• Data records:
────────
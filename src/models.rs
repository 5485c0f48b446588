use serde::{Deserialize, Serialize};

// Graph API create responses usually return only the `id`, so the remaining
// fields fall back to empty values.

#[derive(Debug, Serialize, Deserialize, Clone, PartialEq, Eq)]
pub struct Campaign {
    pub id: String,
    #[serde(default)]
    pub name: String,
    #[serde(default)]
    pub status: String,
}

#[derive(Debug, Serialize, Deserialize, Clone, PartialEq, Eq)]
pub struct AdSet {
    pub id: String,
    #[serde(default)]
    pub name: String,
    #[serde(default)]
    pub status: String,
    #[serde(default)]
    pub campaign_id: String,
}

#[derive(Debug, Serialize, Deserialize, Clone, PartialEq, Eq)]
pub struct AdImage {
    pub hash: String,
    #[serde(default)]
    pub url: String,
}

#[derive(Debug, Serialize, Deserialize, Clone, PartialEq, Eq)]
pub struct AdCreative {
    pub id: String,
    #[serde(default)]
    pub name: String,
}

#[derive(Debug, Serialize, Deserialize, Clone, PartialEq, Eq, Default)]
pub struct CreativeRef {
    pub id: String,
}

#[derive(Debug, Serialize, Deserialize, Clone, PartialEq, Eq)]
pub struct Ad {
    pub id: String,
    #[serde(default)]
    pub name: String,
    #[serde(default)]
    pub status: String,
    #[serde(default)]
    pub creative: CreativeRef,
}

/// Inbound launch request. Every field is optional on the wire so that
/// missing values are reported by the workflow rather than the JSON decoder.
#[derive(Debug, Serialize, Deserialize, Clone, Default)]
#[serde(rename_all = "camelCase")]
pub struct LaunchCampaignRequest {
    pub campaign_name: Option<String>,
    pub message: Option<String>,
    pub link: Option<String>,
    pub image_url: Option<String>,
}

#[derive(Debug, Clone, PartialEq, Eq)]
pub struct LaunchedCampaign {
    pub campaign_id: String,
    pub adset_id: String,
    pub creative_id: String,
    pub ad_id: String,
}

#[derive(Debug, Serialize, Deserialize, Clone, PartialEq, Eq)]
#[serde(rename_all = "camelCase")]
pub struct LaunchCampaignResponse {
    pub success: bool,
    #[serde(skip_serializing_if = "Option::is_none")]
    pub campaign_id: Option<String>,
    #[serde(skip_serializing_if = "Option::is_none")]
    pub adset_id: Option<String>,
    #[serde(skip_serializing_if = "Option::is_none")]
    pub creative_id: Option<String>,
    #[serde(skip_serializing_if = "Option::is_none")]
    pub ad_id: Option<String>,
    #[serde(skip_serializing_if = "Option::is_none")]
    pub error: Option<String>,
    #[serde(rename = "fbtrace_id", skip_serializing_if = "Option::is_none")]
    pub fbtrace_id: Option<String>,
}

impl LaunchCampaignResponse {
    pub fn failure(error: impl Into<String>, fbtrace_id: Option<String>) -> Self {
        Self {
            success: false,
            campaign_id: None,
            adset_id: None,
            creative_id: None,
            ad_id: None,
            error: Some(error.into()),
            fbtrace_id,
        }
    }
}

impl From<LaunchedCampaign> for LaunchCampaignResponse {
    fn from(launched: LaunchedCampaign) -> Self {
        Self {
            success: true,
            campaign_id: Some(launched.campaign_id),
            adset_id: Some(launched.adset_id),
            creative_id: Some(launched.creative_id),
            ad_id: Some(launched.ad_id),
            error: None,
            fbtrace_id: None,
        }
    }
}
────────
Copy every line of the entries above in which "success" occurs.

• Exercise response:
    pub success: bool,
            success: false,
            success: true,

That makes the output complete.